IGF-1 stimulates tyrosine phosphorylation of IRS-1 and IRS-2 and their association with the p85 subunit of PI3K
The major substrates of the insulin receptor and IGF receptor in other cell types include IRS-1 and IRS-2. Tyrosine phosphorylation of YXXM motifs in these substrates create binding sites for SH2 domain–containing proteins such as the regulatory subunit (p85) of PI3K, leading to its activation.
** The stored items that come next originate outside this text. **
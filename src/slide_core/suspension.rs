// ==============================================================================
// suspension.rs — RAYCAST SUSPENSION
// ------------------------------------------------------------------------------
// One probe per wheel mount p_i with suspension axis d_i (pointing away from
// the ground). The ray runs along -d_i for rest + travel + radius.
//
// hit at distance h:
//     compression     = clamp01((rest - (h - radius)) / travel)
//     spring_velocity = dot(v(p_i), d_i)
//     net             = compression * k - c * spring_velocity
//     force           = net * d_i, requested at p_i (ForceMode::Force)
//
// no hit (or a failed query): wheel is airborne, no force, and the wheel
// visual sits at the rest position p_i - d_i * (rest + travel).
//
// Notes:
// - This file does NOT touch the body. It pushes ForceRequests; the tick
//   applies them once every stage has succeeded.
// ==============================================================================

use crate::config::{ValidatedConfig, WheelSpec};
use crate::slide_core::types::*;

#[derive(Debug, Clone, Copy, PartialEq)]
pub struct SuspensionParams {
    pub spring_stiffness: f32,
    pub damper_stiffness: f32,
    pub rest_length: f32,
    pub spring_travel: f32,
    pub wheel_radius: f32,
}

impl SuspensionParams {
    pub fn from_config(cfg: &ValidatedConfig) -> Self {
        Self {
            spring_stiffness: cfg.spring_stiffness,
            damper_stiffness: cfg.damper_stiffness,
            rest_length: cfg.rest_length,
            spring_travel: cfg.spring_travel,
            wheel_radius: cfg.wheel_radius,
        }
    }

    #[inline]
    pub fn max_length(&self) -> f32 {
        self.rest_length + self.spring_travel
    }

    #[inline]
    pub fn probe_length(&self) -> f32 {
        self.max_length() + self.wheel_radius
    }

    /// Normalized compression for a hit at `distance` along the probe.
    pub fn compression(&self, distance: f32) -> f32 {
        let spring_length = distance - self.wheel_radius;
        clamp01((self.rest_length - spring_length) / self.spring_travel)
    }

    /// Signed spring + damper force along the suspension axis.
    pub fn net_force(&self, compression: f32, spring_velocity: f32) -> f32 {
        let spring = compression * self.spring_stiffness;
        let damp = self.damper_stiffness * spring_velocity;
        spring - damp
    }
}

/// Per-wheel result, consumed within the same tick.
#[derive(Debug, Clone, Copy, PartialEq)]
pub struct WheelContact {
    pub grounded: bool,
    pub compression: f32,     // 0 = fully extended, 1 = fully compressed
    pub contact_point: Option<Pt3>, // ground hit, None when airborne
    pub spring_velocity: f32,
    pub net_force: f32,       // along the suspension axis, 0 when airborne

    // probe geometry (debug + visuals)
    pub mount_point: Pt3,
    pub axis: Vec3,
    pub wheel_center: Pt3,
}

impl WheelContact {
    pub fn airborne(mount_point: Pt3, axis: Vec3, params: &SuspensionParams) -> Self {
        let rest = mount_point - axis * params.max_length();
        Self {
            grounded: false,
            compression: 0.0,
            contact_point: None,
            spring_velocity: 0.0,
            net_force: 0.0,
            mount_point,
            axis,
            wheel_center: rest,
        }
    }
}

/// Probe a single wheel. Returns the contact and the force to request, if any.
pub fn probe_wheel<G, B>(
    wheel: &WheelSpec,
    params: &SuspensionParams,
    frame: &BodyFrame,
    ground: &G,
    body: &B,
) -> (WheelContact, Option<ForceRequest>)
where
    G: GroundQuery + ?Sized,
    B: RigidBodyIntegrator + ?Sized,
{
    let mount_point = frame.to_world_point(&wheel.offset);
    let axis = frame.to_world_dir(&wheel.up);

    let hit = ground
        .cast_ray(mount_point, -axis, params.probe_length())
        .filter(|h| h.distance.is_finite() && is_finite_vec(&h.point.coords));

    let Some(hit) = hit else {
        return (WheelContact::airborne(mount_point, axis, params), None);
    };

    let compression = params.compression(hit.distance);
    let spring_velocity = body.point_velocity(mount_point).dot(&axis);
    let net_force = params.net_force(compression, spring_velocity);

    let contact = WheelContact {
        grounded: true,
        compression,
        contact_point: Some(hit.point),
        spring_velocity,
        net_force,
        mount_point,
        axis,
        wheel_center: hit.point + axis * params.wheel_radius,
    };

    let request = ForceRequest::AtPoint {
        force: axis * net_force,
        point: mount_point,
        mode: ForceMode::Force,
    };

    (contact, Some(request))
}

/// Probe every wheel, filling `contacts` (indexed by wheel) and appending
/// suspension forces. Returns the grounded wheel count.
pub fn run_suspension<G, B>(
    wheels: &[WheelSpec],
    params: &SuspensionParams,
    frame: &BodyFrame,
    ground: &G,
    body: &B,
    contacts: &mut Vec<WheelContact>,
    forces: &mut Vec<ForceRequest>,
) -> usize
where
    G: GroundQuery + ?Sized,
    B: RigidBodyIntegrator + ?Sized,
{
    contacts.clear();

    let mut grounded = 0;
    for wheel in wheels {
        let (contact, request) = probe_wheel(wheel, params, frame, ground, body);
        if contact.grounded {
            grounded += 1;
        }
        forces.extend(request);
        contacts.push(contact);
    }

    grounded
}
//! CSV input: delimiter and encoding resolution plus a row-at-a-time reader.
//!
//! [`RowSource`] reads the header eagerly and then yields one decoded row at
//! a time, reusing a single byte buffer, so the converter never holds more
//! than the current row. The `-` path reads from standard input.

use std::{
    fs::File,
    io::{BufReader, Read},
    path::Path,
};

use anyhow::{Context, Result, anyhow};
use csv::ByteRecord;
use encoding_rs::{Encoding, UTF_8};

pub const DEFAULT_CSV_DELIMITER: u8 = b',';
pub const DEFAULT_TSV_DELIMITER: u8 = b'\t';

pub fn is_dash(path: &Path) -> bool {
    path == Path::new("-")
}

pub fn resolve_encoding(label: Option<&str>) -> Result<&'static Encoding> {
    if let Some(value) = label {
        Encoding::for_label(value.trim().as_bytes())
            .ok_or_else(|| anyhow!("Unknown encoding '{value}'"))
    } else {
        Ok(UTF_8)
    }
}

pub fn resolve_input_delimiter(path: &Path, provided: Option<u8>) -> u8 {
    provided.unwrap_or_else(|| match path.extension().and_then(|ext| ext.to_str()) {
        Some(ext) if ext.eq_ignore_ascii_case("tsv") => DEFAULT_TSV_DELIMITER,
        _ => DEFAULT_CSV_DELIMITER,
    })
}

pub fn decode_bytes(bytes: &[u8], encoding: &'static Encoding) -> Result<String> {
    let (text, _, had_errors) = encoding.decode(bytes);
    if had_errors {
        Err(anyhow!(
            "Failed to decode text with encoding {}",
            encoding.name()
        ))
    } else {
        Ok(text.into_owned())
    }
}

pub fn decode_record(record: &ByteRecord, encoding: &'static Encoding) -> Result<Vec<String>> {
    record
        .iter()
        .map(|field| decode_bytes(field, encoding))
        .collect()
}

pub struct RowSource<R: Read> {
    reader: csv::Reader<R>,
    encoding: &'static Encoding,
    header: Vec<String>,
    record: ByteRecord,
    rows_read: usize,
}

impl RowSource<Box<dyn Read>> {
    pub fn open(path: &Path, delimiter: u8, encoding: &'static Encoding) -> Result<Self> {
        let reader: Box<dyn Read> = if is_dash(path) {
            Box::new(std::io::stdin().lock())
        } else {
            Box::new(BufReader::new(
                File::open(path).with_context(|| format!("Opening input file {path:?}"))?,
            ))
        };
        Self::from_reader(reader, delimiter, encoding)
    }
}

impl<R: Read> RowSource<R> {
    pub fn from_reader(reader: R, delimiter: u8, encoding: &'static Encoding) -> Result<Self> {
        let mut builder = csv::ReaderBuilder::new();
        builder
            .has_headers(true)
            .delimiter(delimiter)
            .double_quote(true)
            .flexible(false);
        let mut reader = builder.from_reader(reader);
        let header = reader.byte_headers().context("Reading CSV header")?.clone();
        let header = decode_record(&header, encoding).context("Decoding CSV header")?;
        Ok(Self {
            reader,
            encoding,
            header,
            record: ByteRecord::new(),
            rows_read: 0,
        })
    }

    pub fn header(&self) -> &[String] {
        &self.header
    }

    /// Number of data rows returned so far, which is also the 1-based number
    /// of the last returned row.
    pub fn rows_read(&self) -> usize {
        self.rows_read
    }

    pub fn next_row(&mut self) -> Result<Option<Vec<String>>> {
        let row_number = self.rows_read + 1;
        let has_row = self
            .reader
            .read_byte_record(&mut self.record)
            .with_context(|| format!("Reading CSV row {row_number}"))?;
        if !has_row {
            return Ok(None);
        }
        self.rows_read = row_number;
        let decoded = decode_record(&self.record, self.encoding)
            .with_context(|| format!("Decoding CSV row {row_number}"))?;
        Ok(Some(decoded))
    }
}
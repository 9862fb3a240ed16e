//! Field specifications and the schema compiler.
//!
//! A list of [`FieldSpec`] entries describes where each source column lands
//! in the output document. [`CompiledSchema::compile`] checks that list
//! against the CSV header once, before any row is read:
//!
//! - the first two header columns must be the range sentinels
//!   [`RANGE_START_COLUMN`] and [`RANGE_END_COLUMN`];
//! - every source column must exist in the header;
//! - no two fields may share a target, and no target may be used both as a
//!   scalar and as an object prefix of another target;
//! - type and capitalization options must be known.
//!
//! The result is immutable and can be shared across threads without locking.
//! Every distinct target path component is interned here, so row mapping
//! never allocates keys.

use std::collections::HashMap;
use std::sync::Arc;

use itertools::Itertools;
use log::debug;
use serde::{Deserialize, Serialize};

use crate::{
    document::Key,
    error::SchemaError,
    fieldmap::{FieldMapper, ValueType},
    transform::casing::Capitalization,
};

pub const RANGE_START_COLUMN: &str = "start_ip_int";
pub const RANGE_END_COLUMN: &str = "end_ip_int";

#[derive(Debug, Clone, Default, PartialEq, Eq, Serialize, Deserialize)]
#[serde(rename_all = "camelCase", deny_unknown_fields)]
pub struct FieldSpec {
    pub name: String,
    pub target: String,
    #[serde(default, rename = "type", skip_serializing_if = "Option::is_none")]
    pub value_type: Option<String>,
    #[serde(default, skip_serializing_if = "Option::is_none")]
    pub capitalization: Option<String>,
    #[serde(default, skip_serializing_if = "Option::is_none")]
    pub translate: Option<HashMap<String, String>>,
    #[serde(default)]
    pub ignore_empty: bool,
    #[serde(default)]
    pub critical: bool,
    #[serde(default)]
    pub omit_zero_value: bool,
}

impl FieldSpec {
    /// Resolves the declared type, defaulting to string.
    pub fn value_type(&self) -> Result<ValueType, SchemaError> {
        let token = self.value_type.as_deref().unwrap_or_default();
        token
            .parse()
            .map_err(|_| self.unsupported("type", token))
    }

    /// Resolves the capitalization mode, defaulting to none.
    pub fn capitalization(&self) -> Result<Capitalization, SchemaError> {
        let token = self.capitalization.as_deref().unwrap_or_default();
        token
            .parse()
            .map_err(|_| self.unsupported("capitalization", token))
    }

    /// Splits the target on `.`, rejecting empty components.
    pub fn target_components(&self) -> Result<Vec<&str>, SchemaError> {
        let components = self.target.split('.').collect::<Vec<_>>();
        if components.iter().any(|segment| segment.is_empty()) {
            return Err(SchemaError::InvalidTarget {
                field: self.name.clone(),
                target: self.target.clone(),
            });
        }
        Ok(components)
    }

    /// Header-independent checks, usable as soon as the config is loaded.
    pub fn validate(&self) -> Result<(), SchemaError> {
        self.value_type()?;
        self.capitalization()?;
        self.target_components()?;
        Ok(())
    }

    fn unsupported(&self, option: &'static str, value: &str) -> SchemaError {
        SchemaError::UnsupportedOption {
            field: self.name.clone(),
            option,
            value: value.to_string(),
        }
    }
}

#[derive(Debug, Clone)]
pub struct CompiledSchema {
    column_offsets: HashMap<String, usize>,
    fields: Vec<FieldMapper>,
    keys: HashMap<String, Key>,
}

impl CompiledSchema {
    pub fn compile<S: AsRef<str>>(specs: &[FieldSpec], header: &[S]) -> Result<Self, SchemaError> {
        let header = header.iter().map(AsRef::as_ref).collect::<Vec<&str>>();
        validate_range_columns(&header)?;

        let mut column_offsets = HashMap::new();
        let mut fields: Vec<FieldMapper> = Vec::with_capacity(specs.len());
        let mut keys: HashMap<String, Key> = HashMap::new();
        let mut target_owner: HashMap<&str, usize> = HashMap::new();
        // object prefix -> index of the first field that creates it
        let mut object_owner: HashMap<String, usize> = HashMap::new();

        for (idx, spec) in specs.iter().enumerate() {
            let components = spec.target_components()?;
            // a repeated header name resolves to its last occurrence
            let column = header
                .iter()
                .rposition(|name| *name == spec.name)
                .ok_or_else(|| SchemaError::MissingColumn {
                    field: spec.name.clone(),
                    target: spec.target.clone(),
                })?;

            if let Some(&first) = target_owner.get(spec.target.as_str()) {
                return Err(SchemaError::DuplicateTarget {
                    first: specs[first].name.clone(),
                    second: spec.name.clone(),
                    target: spec.target.clone(),
                });
            }
            target_owner.insert(spec.target.as_str(), idx);

            for depth in 1..components.len() {
                object_owner
                    .entry(components[..depth].join("."))
                    .or_insert(idx);
            }

            let path = components
                .iter()
                .map(|segment| intern(&mut keys, segment))
                .collect::<Vec<_>>();
            column_offsets.insert(spec.name.clone(), column);
            fields.push(FieldMapper::new(spec, column, path)?);
        }

        for field in &fields {
            if let Some(&owner) = object_owner.get(field.target()) {
                return Err(SchemaError::TargetConflict {
                    target: field.target().to_string(),
                    field: field.name().to_string(),
                    object_field: specs[owner].name.clone(),
                });
            }
        }

        debug!(
            "Compiled {} field(s): {}",
            fields.len(),
            fields
                .iter()
                .map(|f| format!("{}[{}] -> {} ({})", f.name(), f.column(), f.target(), f.value_type()))
                .join(", ")
        );

        Ok(Self {
            column_offsets,
            fields,
            keys,
        })
    }

    /// Builds a schema without any compile-time checks.
    #[cfg(test)]
    pub(crate) fn from_fields(fields: Vec<FieldMapper>) -> Self {
        Self {
            column_offsets: fields
                .iter()
                .map(|field| (field.name().to_string(), field.column()))
                .collect(),
            fields,
            keys: HashMap::new(),
        }
    }

    pub fn fields(&self) -> &[FieldMapper] {
        &self.fields
    }

    pub fn column_offset(&self, source_name: &str) -> Option<usize> {
        self.column_offsets.get(source_name).copied()
    }

    /// The shared key for a target path component, if any field uses it.
    pub fn interned_key(&self, segment: &str) -> Option<&Key> {
        self.keys.get(segment)
    }

    pub fn interned_key_count(&self) -> usize {
        self.keys.len()
    }
}

fn validate_range_columns(header: &[&str]) -> Result<(), SchemaError> {
    let start = header.first().copied().unwrap_or_default();
    let end = header.get(1).copied().unwrap_or_default();
    if start != RANGE_START_COLUMN || end != RANGE_END_COLUMN {
        return Err(SchemaError::SchemaMismatch {
            expected_start: RANGE_START_COLUMN,
            expected_end: RANGE_END_COLUMN,
            found_start: start.to_string(),
            found_end: end.to_string(),
        });
    }
    Ok(())
}

fn intern(keys: &mut HashMap<String, Key>, segment: &str) -> Key {
    keys.entry(segment.to_string())
        .or_insert_with(|| Arc::from(segment))
        .clone()
}
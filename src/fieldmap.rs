//! Per-field value coercion.
//!
//! A [`FieldMapper`] is compiled from one [`FieldSpec`] and turns the raw
//! cell text of its source column into a [`FieldOutcome`]. The declared type
//! selects one [`Coercion`] variant; capitalization and translation only
//! exist on the string variant.

use std::{collections::HashMap, fmt, str::FromStr};

use log::warn;

use crate::{
    document::{Key, Scalar},
    error::{FieldError, SchemaError},
    schema::FieldSpec,
    transform::casing::Capitalization,
};

#[derive(Debug, Clone, Copy, Default, PartialEq, Eq, Hash)]
pub enum ValueType {
    #[default]
    String,
    Int32,
    Uint32,
    Int64,
    Uint64,
    Boolean,
    Float32,
}

impl ValueType {
    pub fn as_str(self) -> &'static str {
        match self {
            ValueType::String => "string",
            ValueType::Int32 => "int32",
            ValueType::Uint32 => "uint32",
            ValueType::Int64 => "int64",
            ValueType::Uint64 => "uint64",
            ValueType::Boolean => "boolean",
            ValueType::Float32 => "float32",
        }
    }

    pub fn variants() -> &'static [&'static str] {
        &[
            "string", "int32", "uint32", "int64", "uint64", "boolean", "float32",
        ]
    }
}

impl fmt::Display for ValueType {
    fn fmt(&self, f: &mut fmt::Formatter<'_>) -> fmt::Result {
        f.write_str(self.as_str())
    }
}

impl FromStr for ValueType {
    type Err = String;

    fn from_str(value: &str) -> Result<Self, Self::Err> {
        match value {
            "" | "string" => Ok(ValueType::String),
            "int32" => Ok(ValueType::Int32),
            "uint32" => Ok(ValueType::Uint32),
            "int64" => Ok(ValueType::Int64),
            "uint64" => Ok(ValueType::Uint64),
            "boolean" => Ok(ValueType::Boolean),
            "float32" => Ok(ValueType::Float32),
            other => Err(format!(
                "unknown field type '{other}', expected one of: {}",
                ValueType::variants().join(", ")
            )),
        }
    }
}

/// Result of mapping one raw cell.
#[derive(Debug, Clone, PartialEq, Eq)]
pub enum FieldOutcome {
    /// The whole row produces no document.
    OmitRecord,
    /// This field contributes no key; the rest of the row is still mapped.
    OmitValue,
    Value(Scalar),
}

#[derive(Debug, Clone)]
pub enum Coercion {
    String {
        capitalization: Capitalization,
        translations: Option<HashMap<String, String>>,
    },
    Int32,
    Uint32,
    Int64,
    Uint64,
    Boolean,
    Float32,
}

impl Coercion {
    pub fn value_type(&self) -> ValueType {
        match self {
            Coercion::String { .. } => ValueType::String,
            Coercion::Int32 => ValueType::Int32,
            Coercion::Uint32 => ValueType::Uint32,
            Coercion::Int64 => ValueType::Int64,
            Coercion::Uint64 => ValueType::Uint64,
            Coercion::Boolean => ValueType::Boolean,
            Coercion::Float32 => ValueType::Float32,
        }
    }

    /// Only booleans and floats drop their zero value under `omitZeroValue`;
    /// strings and integers are always written.
    pub fn honours_omit_zero(&self) -> bool {
        matches!(self, Coercion::Boolean | Coercion::Float32)
    }
}

#[derive(Debug, Clone)]
pub struct FieldMapper {
    name: String,
    target: String,
    target_path: Vec<Key>,
    column: usize,
    critical: bool,
    ignore_empty: bool,
    omit_zero_value: bool,
    coercion: Coercion,
}

impl FieldMapper {
    /// Builds the mapper for `spec`, reading from `column` and writing to the
    /// already interned `target_path`.
    pub fn new(spec: &FieldSpec, column: usize, target_path: Vec<Key>) -> Result<Self, SchemaError> {
        let value_type = spec.value_type()?;
        let capitalization = spec.capitalization()?;
        if value_type != ValueType::String
            && (capitalization != Capitalization::None || spec.translate.is_some())
        {
            warn!(
                "Field '{}' is of type {value_type}; capitalization and translation are ignored",
                spec.name
            );
        }
        let coercion = match value_type {
            ValueType::String => Coercion::String {
                capitalization,
                translations: spec.translate.clone(),
            },
            ValueType::Int32 => Coercion::Int32,
            ValueType::Uint32 => Coercion::Uint32,
            ValueType::Int64 => Coercion::Int64,
            ValueType::Uint64 => Coercion::Uint64,
            ValueType::Boolean => Coercion::Boolean,
            ValueType::Float32 => Coercion::Float32,
        };
        Ok(Self {
            name: spec.name.clone(),
            target: spec.target.clone(),
            target_path,
            column,
            critical: spec.critical,
            ignore_empty: spec.ignore_empty,
            omit_zero_value: spec.omit_zero_value,
            coercion,
        })
    }

    pub fn name(&self) -> &str {
        &self.name
    }

    pub fn target(&self) -> &str {
        &self.target
    }

    pub fn target_path(&self) -> &[Key] {
        &self.target_path
    }

    pub fn column(&self) -> usize {
        self.column
    }

    pub fn value_type(&self) -> ValueType {
        self.coercion.value_type()
    }

    pub fn should_omit_record(&self, raw: &str) -> bool {
        self.critical && raw.is_empty()
    }

    pub fn should_omit_value(&self, raw: &str) -> bool {
        self.ignore_empty && raw.is_empty()
    }

    pub fn map(&self, raw: &str) -> Result<FieldOutcome, FieldError> {
        if self.should_omit_record(raw) {
            return Ok(FieldOutcome::OmitRecord);
        }
        if self.should_omit_value(raw) {
            return Ok(FieldOutcome::OmitValue);
        }
        let value = self.coerce(raw)?;
        if self.omit_zero_value && self.coercion.honours_omit_zero() && value.is_zero() {
            return Ok(FieldOutcome::OmitValue);
        }
        Ok(FieldOutcome::Value(value))
    }

    fn coerce(&self, raw: &str) -> Result<Scalar, FieldError> {
        let value = match &self.coercion {
            Coercion::String {
                capitalization,
                translations,
            } => Scalar::String(self.map_string(raw, *capitalization, translations.as_ref())),
            Coercion::Int32 => Scalar::Int32(raw.parse().map_err(|_| self.conversion_error(raw))?),
            Coercion::Uint32 => {
                Scalar::Uint32(parse_unsigned(raw).ok_or_else(|| self.conversion_error(raw))?)
            }
            Coercion::Int64 => Scalar::Int64(raw.parse().map_err(|_| self.conversion_error(raw))?),
            Coercion::Uint64 => {
                Scalar::Uint64(parse_unsigned(raw).ok_or_else(|| self.conversion_error(raw))?)
            }
            Coercion::Boolean => {
                Scalar::Bool(parse_boolean(raw).ok_or_else(|| self.conversion_error(raw))?)
            }
            Coercion::Float32 => {
                Scalar::Float32(parse_float32(raw).ok_or_else(|| self.conversion_error(raw))?)
            }
        };
        Ok(value)
    }

    fn map_string(
        &self,
        raw: &str,
        capitalization: Capitalization,
        translations: Option<&HashMap<String, String>>,
    ) -> String {
        let capitalized = capitalization.apply(raw);
        let Some(translations) = translations else {
            return capitalized.into_owned();
        };
        match translations.get(capitalized.as_ref()) {
            Some(translated) => translated.clone(),
            None => {
                warn!(
                    "No translation for '{}' value '{}' with target field '{}'",
                    self.name, capitalized, self.target
                );
                capitalized.into_owned()
            }
        }
    }

    fn conversion_error(&self, raw: &str) -> FieldError {
        FieldError::FieldConversion {
            field: self.name.clone(),
            value_type: self.value_type(),
            raw: raw.to_string(),
        }
    }
}

/// Empty input is read as `false`; everything else must be a boolean token.
pub fn parse_boolean(raw: &str) -> Option<bool> {
    if raw.is_empty() {
        return Some(false);
    }
    match raw.to_ascii_lowercase().as_str() {
        "true" | "t" | "1" => Some(true),
        "false" | "f" | "0" => Some(false),
        _ => None,
    }
}

/// Parses an unsigned integer. Unlike `FromStr`, a leading `+` is rejected.
pub fn parse_unsigned<T: FromStr>(raw: &str) -> Option<T> {
    if raw.starts_with('+') {
        return None;
    }
    raw.parse().ok()
}

/// Parses a 32-bit float, rejecting finite literals that overflow to infinity.
pub fn parse_float32(raw: &str) -> Option<f32> {
    let value: f32 = raw.parse().ok()?;
    if value.is_infinite() {
        let unsigned = raw.trim_start_matches(['+', '-']).to_ascii_lowercase();
        if !unsigned.starts_with("inf") {
            return None;
        }
    }
    Some(value)
}
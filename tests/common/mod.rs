#![allow(dead_code)]

use std::fs::File;
use std::io::Write;
use std::path::{Path, PathBuf};

use tempfile::{TempDir, tempdir};

pub const BLOCKS_CSV: &str = "\
start_ip_int,end_ip_int,country_iso_code,city_name,is_anonymous_proxy,accuracy_radius
16777216,16777471,au,south brisbane,0,1000
16777472,16778239,cn,,0,50
16778240,16779263,au,melbourne,1,20
16779264,16781311,cn,guangzhou,,100
";

pub const CONFIG_YAML: &str = "\
databaseType: Test-City
useValueCache: true
fields:
  - name: country_iso_code
    target: country.iso_code
    capitalization: upper
    critical: true
  - name: city_name
    target: city.names.en
    capitalization: title
    ignoreEmpty: true
  - name: is_anonymous_proxy
    target: traits.is_anonymous_proxy
    type: boolean
    omitZeroValue: true
  - name: accuracy_radius
    target: location.accuracy_radius
    type: uint32
";

/// Scratch directory helper that cleans up files automatically on drop.
pub struct TestWorkspace {
    temp_dir: TempDir,
}

impl TestWorkspace {
    pub fn new() -> Self {
        Self {
            temp_dir: tempdir().expect("temp dir"),
        }
    }

    pub fn path(&self) -> &Path {
        self.temp_dir.path()
    }

    /// Writes `contents` into a file under the workspace and returns the path.
    pub fn write(&self, name: &str, contents: &str) -> PathBuf {
        let path = self.temp_dir.path().join(name);
        let mut file = File::create(&path).expect("create temp file");
        file.write_all(contents.as_bytes())
            .expect("write temp file contents");
        path
    }

    pub fn str_path(&self, name: &str) -> String {
        self.path().join(name).to_string_lossy().into_owned()
    }
}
To investigate whether IGF-1 stimulates similar pathways in platelets, IRS-1 and IRS-2 were immunoprecipitated and subsequently immunoblotted for phosphotyrosine and the presence of coimmunoprecipitated p85 PI3K. Figure 1C-D show that IGF-1 stimulation of platelets results in rapid tyrosine phosphorylation of IRS-1 and IRS-2, respectively, and their association with p85. In contrast to IGF receptor phosphorylation (Figure 1B), tyrosine phosphorylation of IRS-1 was transient and declined after 30 to 60 minutes of stimulation (Figure 1C). The association between p85 and IRS-1 was also rapid and relatively sustained, although binding was significantly reduced 60 minutes after stimulation (Figure 1C). Similarly, IGF-1–stimulated IRS-2 tyrosine phosphorylation and the association between p85 and IRS-2 was transient with reduced levels of phosphorylation and p85 binding present at 15 to 60 minutes (Figure 1D).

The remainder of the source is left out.